当然、その時代背景や人物を調べなければならない。あまり、彼女の文献がなく、小説の「女帝エカテリーナⅡ/アンリトロワイヤ」と、「エルミタージュとサンクト・ペテルブルグ/富田知佐子」を買った。そのあとで、池田理代子さんの漫画も読んだ。面白かった。

学生時代の歴史の知識では、夫を殺して女帝の座についたという、あまりよい印象の人ではなかった。が、本を読むと、目標設定の高い、努力と忍耐の人だということがわかる。学問を好み、愛に悩み、政治家としての決断に果敢に望む、一人の女性を魅力的に描いている。


もちろん、小説だからヒロインをよく書くのは当たり前だが、あれだけの偉業をするのには、やはり傑出した人物であることには違いない。



「エカテリーナⅡ 三つ口香水瓶の謎

なぜこれが三つ口香水瓶なのか・・・「朝・昼・晩の気分によってつけた」あるいは「愛する男性たち、それぞれのためにつけたのではないか」など、いくつかの解釈がありました。

美術館の展示会場には、三つ口香水瓶とともに、左右二つの香水瓶の中に残った香水の残滓を分析し、再現した香りが流れています。

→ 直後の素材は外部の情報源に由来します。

use crate::traits::ItemTrait;
use crate::types::*;
use crate::GearError;
use serde::{Deserialize, Serialize};
use std::fmt;

/// A fully described weapon as the combat engine consumes it
#[derive(Debug, Clone, PartialEq, Serialize, Deserialize)]
pub struct Weapon {
    pub id: String,
    /// Display name
    pub name: String,
    #[serde(rename = "type")]
    pub weapon_type: WeaponType,
    #[serde(default)]
    pub stats: WeaponStats,
    /// Synergy tags
    #[serde(default)]
    pub tags: Vec<WeaponTag>,
    /// Status effects this weapon may inflict on hit
    #[serde(default)]
    pub effects: Vec<WeaponEffect>,
    /// Passive traits granted to the wielder while equipped
    #[serde(default)]
    pub traits: Vec<ItemTrait>,
}

/// Flat stat contributions of a weapon
#[derive(Debug, Clone, PartialEq, Serialize, Deserialize)]
pub struct WeaponStats {
    #[serde(default)]
    pub attack: f64,
    #[serde(default)]
    pub magic: f64,
    #[serde(default)]
    pub speed: f64,
    /// Critical chance in percent; values above 100 unlock higher crit tiers
    #[serde(default)]
    pub crit_chance: f64,
    /// Critical damage multiplier (1.5 = 150%)
    #[serde(default = "default_crit_damage")]
    pub crit_damage: f64,
    #[serde(default)]
    pub status_power: f64,
    /// Resistance penetration in percent
    #[serde(default)]
    pub penetration: f64,
}

impl Default for WeaponStats {
    fn default() -> Self {
        WeaponStats {
            attack: 0.0,
            magic: 0.0,
            speed: 0.0,
            crit_chance: 0.0,
            crit_damage: default_crit_damage(),
            status_power: 0.0,
            penetration: 0.0,
        }
    }
}

fn default_crit_damage() -> f64 {
    1.5
}

/// An on-hit status effect roll
#[derive(Debug, Clone, PartialEq, Serialize, Deserialize)]
pub struct WeaponEffect {
    pub status: StatusType,
    /// Chance to apply in percent
    pub chance: f64,
    #[serde(default = "default_stacks")]
    pub stacks: u32,
    pub duration: u32,
    /// Explicit target; when absent buffs land on the wielder and debuffs on the enemy
    #[serde(default)]
    pub target: Option<EffectTarget>,
}

fn default_stacks() -> u32 {
    1
}

impl WeaponEffect {
    pub fn new(status: StatusType, chance: f64, stacks: u32, duration: u32) -> Self {
        WeaponEffect {
            status,
            chance,
            stacks,
            duration,
            target: None,
        }
    }

    pub fn targeting(mut self, target: EffectTarget) -> Self {
        self.target = Some(target);
        self
    }
}

impl Weapon {
    pub fn new(id: impl Into<String>, name: impl Into<String>, weapon_type: WeaponType) -> Self {
        Weapon {
            id: id.into(),
            name: name.into(),
            weapon_type,
            stats: WeaponStats::default(),
            tags: Vec::new(),
            effects: Vec::new(),
            traits: Vec::new(),
        }
    }

    pub fn with_stats(mut self, stats: WeaponStats) -> Self {
        self.stats = stats;
        self
    }

    pub fn with_tag(mut self, tag: WeaponTag) -> Self {
        if !self.tags.contains(&tag) {
            self.tags.push(tag);
        }
        self
    }

    pub fn with_effect(mut self, effect: WeaponEffect) -> Self {
        self.effects.push(effect);
        self
    }

    pub fn with_trait(mut self, item_trait: ItemTrait) -> Self {
        self.traits.push(item_trait);
        self
    }

    pub fn has_tag(&self, tag: WeaponTag) -> bool {
        self.tags.contains(&tag)
    }

    /// Parse a weapon definition from TOML
    pub fn from_toml_str(content: &str) -> Result<Self, GearError> {
        Ok(toml::from_str(content)?)
    }

    /// Export weapon to markdown format
    pub fn to_markdown(&self) -> String {
        let mut md = String::new();

        md.push_str(&format!("## {}\n", self.name));
        md.push_str(&format!("**{}** weapon\n\n", self.weapon_type));

        md.push_str("### Stats\n");
        if self.stats.attack > 0.0 {
            md.push_str(&format!("- Attack: {}\n", self.stats.attack));
        }
        if self.stats.magic > 0.0 {
            md.push_str(&format!("- Magic: {}\n", self.stats.magic));
        }
        if self.stats.speed > 0.0 {
            md.push_str(&format!("- Speed: {}\n", self.stats.speed));
        }
        if self.stats.crit_chance > 0.0 {
            md.push_str(&format!("- Critical Chance: {:.1}%\n", self.stats.crit_chance));
        }
        md.push_str(&format!(
            "- Critical Damage: {:.0}%\n",
            self.stats.crit_damage * 100.0
        ));
        if self.stats.status_power > 0.0 {
            md.push_str(&format!("- Status Power: {}\n", self.stats.status_power));
        }
        if self.stats.penetration > 0.0 {
            md.push_str(&format!("- Penetration: {:.0}%\n", self.stats.penetration));
        }
        md.push('\n');

        if !self.effects.is_empty() {
            md.push_str("### On Hit\n");
            for effect in &self.effects {
                md.push_str(&format!(
                    "- {:.0}% chance: {} x{} for {} turns\n",
                    effect.chance, effect.status, effect.stacks, effect.duration
                ));
            }
            md.push('\n');
        }

        if !self.tags.is_empty() {
            let tags: Vec<&'static str> = self.tags.iter().map(|t| t.into()).collect();
            md.push_str(&format!("*Tags: {}*\n", tags.join(", ")));
        }

        md
    }
}

impl fmt::Display for Weapon {
    fn fmt(&self, f: &mut fmt::Formatter<'_>) -> fmt::Result {
        write!(f, "{} ({})", self.name, self.weapon_type)
    }
}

私が不思議に感じたのは、中央の瓶の香りがないこと、右はトップノートだけ、左は重厚なミドルラストノート、という非常に偏ったバランスであったことです。
そして、美術館から香りをよく見せていただいたて得た結論は、この香水瓶は、二つの香りをあわせて完成させるための、調香香水瓶なのではないか、ということでした。

エカテリーナは、右の瓶に入った爽やかなトップノートと、左の瓶に入った重厚なメイン・ラストノートを、中央の瓶の中で、その日の気分に合わせて、自ら調香して楽しんだと思われます。

しかし、最高の権力をもち、文化芸術に造詣の深かったエカテリーナの香水といえども、当時使われていた香料は数が限られ、今ほどバラエティに富んでいませんでした。そのため、近代香水のように、複雑でデリケートなニュアンスを表現するのはむずかしかったことでしょう。

今回限定で発売されるエカテリーナの香りは、再現された左右二つの瓶の香りをバランスよくあわせ、さらに現代の感覚にマッチするよう、アレンジしたものです。

彼女の時代に、もし現代の香料と技術があったら、その粋を集めて創られたであろう、洗練された最高の香りを創作するつもりで調香しました。」

エカテリーナ(エカチェリーナ)2世 1729-1796 第8代ロシア皇帝ポーランドに生れ、ロシア皇太子ピョートルに嫁ぐ。クーデターを起こし、夫を追い落として女帝の座につく。